BAB ENAM

338 82 8
                                    

HALO!

KETEMU LAGI SAMA GISELLE! 

SELAMAT MEMBACA! :)

***

Hari Minggu adalah jatah liburku dalam bulan ini. Maka untuk melepas penat dan menikmati waktu sendirian, aku memilih ke apartemen—yang tentunya sudah kuganti kode aksesnya tempo lalu.
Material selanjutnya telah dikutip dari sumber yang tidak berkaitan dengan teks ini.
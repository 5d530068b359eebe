/*!
 * Memory Introspection
 * Page and block walks, usage statistics and layout validation
 */

use super::page::{BlockMeta, DataPage};
use super::MemoryManager;
use crate::core::data_structures::Arena;
use crate::core::limits::{BLOCK_HEADER_SIZE, FIRST_BLOCK_OFFSET, PAGE_HEADER_SIZE};
use crate::core::types::{Address, BlockId, FamilyId, PageId, Size};
use crate::memory::traits::PageSource;
use crate::memory::types::{BlockInfo, Fault, FamilyUsage, MemoryStats};
use std::ptr::NonNull;

/// Walk over a family's data pages, most recently added first
#[derive(Clone)]
pub struct PageIter<'a> {
    pages: &'a Arena<DataPage>,
    cursor: Option<PageId>,
}

impl Iterator for PageIter<'_> {
    type Item = PageId;

    fn next(&mut self) -> Option<Self::Item> {
        let current = self.cursor?;
        self.cursor = self.pages.get(current.into()).and_then(|page| page.next);
        Some(current)
    }
}

/// Walk over a page's block chain in memory order
#[derive(Clone)]
pub struct BlockIter<'a> {
    blocks: &'a Arena<BlockMeta>,
    cursor: Option<BlockId>,
}

impl Iterator for BlockIter<'_> {
    type Item = BlockInfo;

    fn next(&mut self) -> Option<Self::Item> {
        let block = self.blocks.get(self.cursor?.into())?;
        self.cursor = block.next;
        Some(BlockInfo {
            offset: block.offset,
            size: block.size,
            is_free: block.is_free,
        })
    }
}

impl<S: PageSource> MemoryManager<S> {
    /// True iff the page holds exactly one block and that block is free
    pub fn is_page_empty(&self, page: PageId) -> bool {
        self.pages
            .get(page.into())
            .and_then(|page| self.blocks.get(page.first_block.into()))
            .map_or(false, |block| {
                block.is_free && block.prev.is_none() && block.next.is_none()
            })
    }

    /// Data pages of a family (empty for unknown families)
    pub fn pages(&self, family: FamilyId) -> PageIter<'_> {
        PageIter {
            pages: &self.pages,
            cursor: self.registry.get(family).and_then(|f| f.first_page),
        }
    }

    /// Blocks of a page in memory order (empty for unknown pages)
    pub fn blocks(&self, page: PageId) -> BlockIter<'_> {
        BlockIter {
            blocks: &self.blocks,
            cursor: self.pages.get(page.into()).map(|p| p.first_block),
        }
    }

    /// Data page containing `ptr`, if any
    pub fn owning_page(&self, ptr: NonNull<u8>) -> Option<PageId> {
        self.page_containing(ptr.as_ptr() as Address)
    }

    /// Block behind a live allocation
    pub fn allocation_info(&self, ptr: NonNull<u8>) -> Option<BlockInfo> {
        let block_id = self.live.get(&(ptr.as_ptr() as Address))?;
        let block = self.blocks.get((*block_id).into())?;
        Some(BlockInfo {
            offset: block.offset,
            size: block.size,
            is_free: block.is_free,
        })
    }

    /// Number of live allocations across all families
    pub fn live_allocations(&self) -> usize {
        self.live.len()
    }

    /// Payload size of the family's largest free block
    pub fn largest_free_block(&self, family: FamilyId) -> Option<Size> {
        self.registry
            .get(family)?
            .free_blocks
            .largest()
            .map(|(_, size)| size)
    }

    pub fn family_usage(&self, family_id: FamilyId) -> Option<FamilyUsage> {
        let family = self.registry.get(family_id)?;
        let mut usage = FamilyUsage {
            name: family.name.to_string(),
            element_size: family.element_size,
            pages: family.page_count,
            largest_free_block: family.free_blocks.largest().map(|(_, size)| size),
            ..FamilyUsage::default()
        };

        for page in self.pages(family_id) {
            for block in self.blocks(page) {
                if block.is_free {
                    usage.free_blocks += 1;
                    usage.free_bytes += block.size;
                } else {
                    usage.allocated_blocks += 1;
                    usage.allocated_bytes += block.size;
                }
            }
        }
        Some(usage)
    }

    pub fn stats(&self) -> MemoryStats {
        let mut stats = MemoryStats {
            page_size: self.page_size,
            page_units: self.config.page_units,
            families: self.registry.len(),
            family_groups: self.registry.group_count(),
            data_pages: self.pages.len(),
            pages_acquired: self.counters.acquired,
            pages_released: self.counters.released,
            release_failures: self.counters.release_failures,
            ..MemoryStats::default()
        };

        for (_, block) in self.blocks.iter() {
            if block.is_free {
                stats.free_blocks += 1;
                stats.free_bytes += block.size;
            } else {
                stats.allocated_blocks += 1;
                stats.allocated_bytes += block.size;
            }
        }
        stats
    }

    /// Check every layout invariant, reporting the first violation
    ///
    /// - page lists are consistently doubly linked and owned by their family
    /// - each chain starts after the page header, is contiguous in memory
    ///   order and ends exactly at the end of the page
    /// - no two chain neighbours are both free
    /// - a block is in its family's free index iff it is free
    /// - every live allocation points at an allocated block
    pub fn validate(&self) -> Result<(), Fault> {
        let mut indexed_free = 0usize;

        for (family_id, family) in self.registry.iter() {
            let mut prev_page: Option<PageId> = None;
            let mut page_count = 0usize;
            let mut family_free = 0usize;

            for page_id in self.pages(family_id) {
                let page = self.pages.get(page_id.into()).ok_or_else(|| {
                    violation(page_id, "page list points at a released page".to_string())
                })?;
                if page.family != family_id {
                    return Err(violation(
                        page_id,
                        format!("owned by {}, listed under {}", page.family, family_id),
                    ));
                }
                if page.prev != prev_page {
                    return Err(violation(
                        page_id,
                        "broken prev link in page list".to_string(),
                    ));
                }
                family_free += self.validate_page(family_id, page_id, page)?;
                prev_page = Some(page_id);
                page_count += 1;
            }

            if page_count != family.page_count {
                let page = prev_page.unwrap_or_default();
                return Err(violation(
                    page,
                    format!(
                        "{} counts {} pages, list holds {}",
                        family_id, family.page_count, page_count
                    ),
                ));
            }
            let first_page = family.first_page.unwrap_or_default();
            if family_free != family.free_blocks.len() {
                return Err(violation(
                    first_page,
                    format!(
                        "{} free blocks on pages, {} indexed",
                        family_free,
                        family.free_blocks.len()
                    ),
                ));
            }
            let mut indexed_bytes = 0;
            for (block_id, size) in family.free_blocks.iter() {
                match self.blocks.get(block_id.into()) {
                    Some(block) if block.is_free && block.size == size => indexed_bytes += size,
                    _ => {
                        return Err(violation(
                            first_page,
                            format!("index entry {} ({} bytes) is stale", block_id, size),
                        ))
                    }
                }
            }
            if indexed_bytes != family.free_blocks.total_bytes() {
                return Err(violation(
                    first_page,
                    "free index byte total drifted".to_string(),
                ));
            }
            indexed_free += family_free;
        }

        let total_free = self.blocks.iter().filter(|(_, b)| b.is_free).count();
        if total_free != indexed_free {
            return Err(violation(
                PageId::default(),
                format!(
                    "{} free blocks exist, {} reachable from page lists",
                    total_free, indexed_free
                ),
            ));
        }

        for (&address, &block_id) in &self.live {
            match self.blocks.get(block_id.into()) {
                Some(block) if !block.is_free => {
                    let payload = self
                        .pages
                        .get(block.page.into())
                        .map(|page| page.base() + block.payload_offset());
                    if payload != Some(address) {
                        return Err(violation(
                            block.page,
                            format!("live pointer 0x{:x} does not match {}", address, block_id),
                        ));
                    }
                }
                _ => {
                    return Err(violation(
                        PageId::default(),
                        format!("live pointer 0x{:x} refers to a free or missing block", address),
                    ))
                }
            }
        }
        Ok(())
    }

    /// Validate one page's chain; returns its number of free blocks
    fn validate_page(
        &self,
        family_id: FamilyId,
        page_id: PageId,
        page: &DataPage,
    ) -> Result<usize, Fault> {
        let family = self
            .registry
            .get(family_id)
            .ok_or_else(|| violation(page_id, format!("unknown {}", family_id)))?;

        let mut cursor = Some(page.first_block);
        let mut prev: Option<BlockId> = None;
        let mut prev_free = false;
        let mut expected_offset = FIRST_BLOCK_OFFSET;
        let mut covered = PAGE_HEADER_SIZE;
        let mut free = 0usize;

        while let Some(block_id) = cursor {
            let block = self.blocks.get(block_id.into()).ok_or_else(|| {
                violation(page_id, format!("chain points at missing {}", block_id))
            })?;

            if block.page != page_id {
                return Err(violation(
                    page_id,
                    format!("{} claims {}", block_id, block.page),
                ));
            }
            if block.prev != prev {
                return Err(violation(
                    page_id,
                    format!("broken prev link at {}", block_id),
                ));
            }
            if block.offset != expected_offset {
                return Err(violation(
                    page_id,
                    format!(
                        "{} at offset {}, expected {}",
                        block_id, block.offset, expected_offset
                    ),
                ));
            }
            if block.is_free && prev_free {
                return Err(violation(
                    page_id,
                    format!("{} and its predecessor are both free", block_id),
                ));
            }

            match (block.is_free, block.index_key) {
                (true, Some(key)) if family.free_blocks.contains(key, block_id) => free += 1,
                (false, None) => {}
                _ => {
                    return Err(violation(
                        page_id,
                        format!("{} free flag disagrees with free index", block_id),
                    ));
                }
            }

            covered += BLOCK_HEADER_SIZE + block.size;
            expected_offset = block.end();
            prev_free = block.is_free;
            prev = Some(block_id);
            cursor = block.next;
        }

        if covered != page.len() {
            return Err(violation(
                page_id,
                format!("blocks cover {} of {} bytes", covered, page.len()),
            ));
        }
        Ok(free)
    }
}

fn violation(page: PageId, detail: String) -> Fault {
    Fault::LayoutViolation { page, detail }
}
Berhubung Gibran diajak Ayah sama Ibu pergi kondangan dan di rumah terlalu suntuk, aku pun membawa novel yang baru dibeli tempo hari untuk menemani sepi di sini.

Novel berjudul 'Dua Makmum Satu Imam' ini mengingatkanku pada kehidupan rumah tangga bersama Mas Abraham dan Mbak Dyah. Bedanya, dalam novel ini tidak ada karakter antagonis yang suka menyakiti tokoh lemah. Hanya ada sebuah kesepakatan yang mana si perempuan muda menjadi istri kedua karena istri pertama sudah menjalani pengangkatan rahim. Tidak ada adegan saling jambak-jambakan atau bahkan saling meneriakkan nama satu sama lain. Meski tidak begitu rukun, namun masih wajar untuk kehidupan rumah tangga yang berbeda dari orang lain.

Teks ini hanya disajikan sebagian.